Females measure between 47.1 and 58.3 millimeters, and the size of males is not known. The head, which is triangular when seen from above and narrower than the body, accounts for 30% of their length. Its snout is elongated, with a rounded tip, long, protruding, and directed towards the anteroventral region (similar to that of a shark). Its canthus rostralis is rounded, with a concave loreal region, and the nostrils are small, round, directed toward the sides, and are not prominent. The tympanic ring is weakly defined, with the superficial tympanic membrane present, and there is no contact with the parotid glands, which are relatively large. Its back is covered by small, rounded, elevated tubercles with keratinized tips. Its tongue is thin, 2.5 times larger than the body, and its choana is small and oval.
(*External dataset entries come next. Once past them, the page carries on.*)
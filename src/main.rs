use bid_estimator::app::report;
use bid_estimator::core::draft::flatten_draft;
use bid_estimator::core::DraftStore;
use bid_estimator::utils::error::{EstimatorError, ErrorSeverity};
use bid_estimator::utils::{logger, validation::Validate};
use bid_estimator::{Catalog, CliConfig, LocalStorage, TomlConfig};
use clap::Parser;
use std::path::Path;

fn main() {
    let args = CliConfig::parse();

    // 初始化日誌
    if args.json_logs {
        logger::init_json_logger();
    } else {
        logger::init_cli_logger(args.verbose);
    }

    if args.verbose {
        tracing::debug!("CLI config: {:?}", args);
    }

    let result = if args.list_catalog {
        list_catalog(&args)
    } else {
        run(&args)
    };

    if let Err(e) = result {
        tracing::error!(
            "❌ Estimate failed: {} (Category: {:?}, Severity: {:?})",
            e,
            e.category(),
            e.severity()
        );
        tracing::error!("💡 Recovery suggestion: {}", e.recovery_suggestion());
        eprintln!("❌ {}", e.user_friendly_message());
        eprintln!("💡 {}", e.recovery_suggestion());

        let exit_code = match e.severity() {
            ErrorSeverity::Medium => 2,
            ErrorSeverity::High => 1,
            ErrorSeverity::Critical => 3,
        };
        std::process::exit(exit_code);
    }
}

/// 有提案檔時列出其目錄（含自訂 catalog_path），否則列出內建目錄
fn list_catalog(args: &CliConfig) -> Result<(), EstimatorError> {
    let catalog = if Path::new(&args.config).exists() {
        TomlConfig::from_file(&args.config)?.catalog()?
    } else {
        tracing::debug!("{} not found, listing built-in catalog", args.config);
        Catalog::builtin()
    };
    print_catalog(&catalog);
    Ok(())
}

fn run(args: &CliConfig) -> Result<(), EstimatorError> {
    tracing::info!("📁 Loading proposal from: {}", args.config);
    let mut config = TomlConfig::from_file(&args.config)?;

    // 套用命令列覆蓋設定
    if args.output_path.is_some() || !args.format.is_empty() || args.save_draft {
        let output = config.output.get_or_insert_with(Default::default);
        if let Some(path) = &args.output_path {
            output.output_path = Some(path.clone());
        }
        if !args.format.is_empty() {
            output.formats = Some(args.format.clone());
        }
        if args.save_draft {
            output.save_draft = Some(true);
        }
    }

    config.validate()?;
    tracing::info!("✅ Configuration loaded and validated successfully");

    let engine = config.build_engine()?;
    let request = config.request();
    let estimate = engine.estimate(&request, &config.overrides(), &config.overlay());

    println!("{}", report::render_summary(&estimate));

    let storage = LocalStorage::new(config.output_path().to_string());
    for path in report::write_reports(&estimate, &storage, &config.formats())? {
        println!("📁 Output saved to: {}", path);
    }

    if config.save_draft() {
        let drafts = LocalStorage::new(config.draft_path().to_string());
        match flatten_draft(&request, &estimate, chrono::Utc::now()) {
            Some(record) => {
                let location = drafts.save_draft(&record)?;
                println!("📝 Draft saved to: {}", location);
            }
            None => tracing::warn!("No valid service selected, draft not saved"),
        }
    }

    Ok(())
}

fn print_catalog(catalog: &Catalog) {
    for trade in catalog.trades() {
        println!(
            "{} ({}) materials {:.0}% / labor {:.0}%",
            trade.name,
            trade.id,
            trade.materials_ratio * 100.0,
            trade.labor_ratio * 100.0
        );
        for job in &trade.job_types {
            println!(
                "  {:<22} {:<38} ${}-${}  {}-{} days",
                job.id,
                job.name,
                job.base_price.low,
                job.base_price.high,
                job.base_days.low,
                job.base_days.high
            );
        }
        if !trade.area_keys.is_empty() {
            println!("  areas: {}", trade.area_keys.join(", "));
        }
    }
}
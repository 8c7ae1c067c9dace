use bid_estimator::core::quick::QuickEstimateRequest;
use bid_estimator::utils::logger;
use bid_estimator::utils::validation::{validate_multiplier, validate_non_negative};
use bid_estimator::EstimationEngine;
use clap::Parser;

#[derive(Parser)]
#[command(name = "quick-estimate")]
#[command(about = "Single-service estimate from a measured area and postal code")]
struct QuickArgs {
    /// Trade id (e.g. painting, flooring)
    #[arg(short, long)]
    trade: String,

    /// Job type id within the trade
    #[arg(short, long)]
    job_type: String,

    /// Measured area in square feet
    #[arg(short, long, default_value_t = 0.0)]
    sqft: f64,

    /// Postal code used for the regional multiplier
    #[arg(short, long)]
    zip: Option<String>,

    /// Tenant price multiplier
    #[arg(long, default_value_t = 1.0)]
    tenant_multiplier: f64,

    /// Print the estimate as JSON
    #[arg(long)]
    json: bool,

    /// Enable verbose output
    #[arg(short, long)]
    verbose: bool,
}

fn main() -> anyhow::Result<()> {
    let args = QuickArgs::parse();

    // 初始化日誌
    logger::init_cli_logger(args.verbose);

    validate_non_negative("sqft", args.sqft)?;
    validate_multiplier("tenant_multiplier", args.tenant_multiplier)?;

    let request = QuickEstimateRequest {
        trade_id: args.trade.clone(),
        job_type_id: args.job_type.clone(),
        area_sqft: args.sqft,
        postal_code: args.zip.clone(),
        tenant_multiplier: args.tenant_multiplier,
    };

    let engine = EstimationEngine::default();
    let Some(estimate) = engine.quick_estimate(&request) else {
        eprintln!(
            "❌ Unknown service '{}/{}', run `bid-estimator --list-catalog` to see what is offered",
            args.trade, args.job_type
        );
        std::process::exit(1);
    };

    if args.json {
        println!("{}", serde_json::to_string_pretty(&estimate)?);
        return Ok(());
    }

    println!("📋 {} / {}", estimate.trade_name, estimate.job_type_name);
    println!(
        "  Area: {} sq ft ({}, x{:.2})",
        estimate.area_sqft, estimate.size, estimate.size_factor
    );
    if let Some(region) = &estimate.region {
        println!("  Region: {} ({}), x{}", region.state, region.region, region.multiplier);
    }
    println!(
        "  Price: ${} - ${}",
        estimate.price.low, estimate.price.high
    );
    println!("  Duration: {}-{} days", estimate.days.low, estimate.days.high);

    Ok(())
}
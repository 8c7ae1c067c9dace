//! Flattening an estimate into the saved-draft row.

use crate::domain::model::{DraftRecord, OptionValue, ProposalEstimate, ProposalRequest};
use chrono::{DateTime, Utc};
use std::collections::BTreeMap;

pub const DRAFT_STATUS: &str = "draft";

/// Flattens only the first valid service. Choice values, footage and area are
/// not part of the saved row.
pub fn flatten_draft(
    request: &ProposalRequest,
    estimate: &ProposalEstimate,
    created_at: DateTime<Utc>,
) -> Option<DraftRecord> {
    let item = estimate.line_items.first()?;

    let options: BTreeMap<String, bool> = request
        .services
        .iter()
        .find(|s| s.id == item.service_id)
        .map(|selection| {
            selection
                .options
                .iter()
                .filter_map(|(id, value)| match value {
                    OptionValue::Flag(enabled) => Some((id.clone(), *enabled)),
                    OptionValue::Choice(_) => None,
                })
                .collect()
        })
        .unwrap_or_default();

    Some(DraftRecord {
        client_name: request.client_name.clone(),
        address: request.address.clone().unwrap_or_default(),
        trade_id: item.trade_id.clone(),
        job_type_id: item.job_type_id.clone(),
        job_type_name: item.job_type_name.clone(),
        job_size: item.size,
        scope: item.scope.clone(),
        options,
        price_low: item.price.low,
        price_high: item.price.high,
        status: DRAFT_STATUS.to_string(),
        unlocked: false,
        created_at,
    })
}

#[cfg(test)]
mod tests {
    use super::*;
    use crate::core::engine::EstimationEngine;
    use crate::core::overlay::ScopeOverlay;
    use crate::domain::model::{PricingOverrides, ServiceSelection, SizeTier};

    #[test]
    fn test_flattens_first_valid_service_only() {
        let request = ProposalRequest {
            client_name: "Pat Homeowner".to_string(),
            address: Some("12 Oak Lane, Columbus, OH 43004".to_string()),
            services: vec![
                ServiceSelection::new("ghost", "landscaping", "sod"),
                ServiceSelection::new("paint", "painting", "single-room")
                    .with_size(SizeTier::Large)
                    .with_footage(320.0)
                    .with_area("bedroom")
                    .with_option("ceiling", OptionValue::Flag(true))
                    .with_option("trim", OptionValue::Flag(false))
                    .with_option("paint_grade", OptionValue::Choice("premium".to_string())),
                ServiceSelection::new("floor", "flooring", "lvp-install"),
            ],
        };
        let estimate = EstimationEngine::default().estimate(
            &request,
            &PricingOverrides::default(),
            &ScopeOverlay::new(),
        );

        let draft = flatten_draft(&request, &estimate, Utc::now()).unwrap();

        assert_eq!(draft.client_name, "Pat Homeowner");
        assert_eq!(draft.trade_id, "painting");
        assert_eq!(draft.job_type_id, "single-room");
        assert_eq!(draft.job_size, SizeTier::Large);
        assert_eq!(draft.price_low, estimate.line_items[0].price.low);
        assert_eq!(draft.price_high, estimate.line_items[0].price.high);
        assert_eq!(draft.status, "draft");
        assert!(!draft.unlocked);

        let expected: BTreeMap<String, bool> =
            [("ceiling".to_string(), true), ("trim".to_string(), false)]
                .into_iter()
                .collect();
        assert_eq!(draft.options, expected);
    }

    #[test]
    fn test_no_valid_service_means_no_draft() {
        let request = ProposalRequest {
            client_name: "Pat".to_string(),
            address: None,
            services: vec![ServiceSelection::new("ghost", "landscaping", "sod")],
        };
        let estimate = EstimationEngine::default().estimate(
            &request,
            &PricingOverrides::default(),
            &ScopeOverlay::new(),
        );

        assert!(flatten_draft(&request, &estimate, Utc::now()).is_none());
    }
}
use crate::utils::error::{EstimatorError, Result};
use std::collections::HashSet;

pub trait Validate {
    fn validate(&self) -> Result<()>;
}

pub fn validate_path(field_name: &str, path: &str) -> Result<()> {
    if path.is_empty() {
        return Err(EstimatorError::InvalidConfigValueError {
            field: field_name.to_string(),
            value: path.to_string(),
            reason: "Path cannot be empty".to_string(),
        });
    }

    if path.contains('\0') {
        return Err(EstimatorError::InvalidConfigValueError {
            field: field_name.to_string(),
            value: path.to_string(),
            reason: "Path contains null bytes".to_string(),
        });
    }

    Ok(())
}

/// 乘數必須是有限的正數
pub fn validate_multiplier(field_name: &str, value: f64) -> Result<()> {
    if !value.is_finite() || value <= 0.0 {
        return Err(EstimatorError::InvalidConfigValueError {
            field: field_name.to_string(),
            value: value.to_string(),
            reason: "Multiplier must be a finite number greater than zero".to_string(),
        });
    }
    Ok(())
}

pub fn validate_non_negative(field_name: &str, value: f64) -> Result<()> {
    if !value.is_finite() || value < 0.0 {
        return Err(EstimatorError::InvalidConfigValueError {
            field: field_name.to_string(),
            value: value.to_string(),
            reason: "Value must be a finite number of at least 0".to_string(),
        });
    }
    Ok(())
}

pub fn validate_allowed_values(field_name: &str, values: &[String], allowed: &[&str]) -> Result<()> {
    for value in values {
        if !allowed.contains(&value.as_str()) {
            return Err(EstimatorError::InvalidConfigValueError {
                field: field_name.to_string(),
                value: value.clone(),
                reason: format!("Unsupported value. Allowed values: {}", allowed.join(", ")),
            });
        }
    }
    Ok(())
}

pub fn validate_unique<'a, I>(field_name: &str, ids: I) -> Result<()>
where
    I: IntoIterator<Item = &'a str>,
{
    let mut seen = HashSet::new();
    for id in ids {
        if !seen.insert(id) {
            return Err(EstimatorError::InvalidConfigValueError {
                field: field_name.to_string(),
                value: id.to_string(),
                reason: "Identifier is used more than once".to_string(),
            });
        }
    }
    Ok(())
}

pub fn validate_non_empty_string(field_name: &str, value: &str) -> Result<()> {
    if value.trim().is_empty() {
        return Err(EstimatorError::InvalidConfigValueError {
            field: field_name.to_string(),
            value: value.to_string(),
            reason: "Value cannot be empty or whitespace-only".to_string(),
        });
    }
    Ok(())
}

#[cfg(test)]
mod tests {
    use super::*;

    #[test]
    fn test_validate_multiplier() {
        assert!(validate_multiplier("tenant.price_multiplier", 1.15).is_ok());
        assert!(validate_multiplier("tenant.price_multiplier", 0.0).is_err());
        assert!(validate_multiplier("tenant.price_multiplier", -0.5).is_err());
        assert!(validate_multiplier("tenant.price_multiplier", f64::NAN).is_err());
        assert!(validate_multiplier("tenant.price_multiplier", f64::INFINITY).is_err());
    }

    #[test]
    fn test_validate_non_negative() {
        assert!(validate_non_negative("services.footage", 0.0).is_ok());
        assert!(validate_non_negative("services.footage", 250.5).is_ok());
        assert!(validate_non_negative("services.footage", -1.0).is_err());
    }

    #[test]
    fn test_validate_allowed_values() {
        let formats = vec!["json".to_string(), "csv".to_string()];
        assert!(validate_allowed_values("output.formats", &formats, &["json", "csv"]).is_ok());

        let invalid = vec!["pdf".to_string()];
        assert!(validate_allowed_values("output.formats", &invalid, &["json", "csv"]).is_err());
    }

    #[test]
    fn test_validate_unique() {
        assert!(validate_unique("services.id", ["a", "b", "c"]).is_ok());
        assert!(validate_unique("services.id", ["a", "b", "a"]).is_err());
    }
}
During the day, its back and flanks are dark brown, with dark green spots distributed between the sacral region and the parotoid glands, and the throat is dark gray. Its iris is silver-green, with irregular black spots. At night its back is light brown, with a whitish-gray line between the muzzle and the cloca, and the tip of the muzzle, eye, eyebrow, and crown of the head are light gray.

== Ecology ==
It is a nocturnal and semi-arboreal species, with all individuals found at night between 20:33 and 22:49 local time, on leaves of bushes that were between ten and one hundred centimeters high. One of the females found was pregnant, containing 185 eggs in her ovaries. The presence of pigmented eggs, large in number, and the association of individuals with bodies of water, makes one imagine that the tadpoles are endotrophic, and may have direct development or development of tadpoles that do not feed in water or wet soil. There are no records of their vocalization.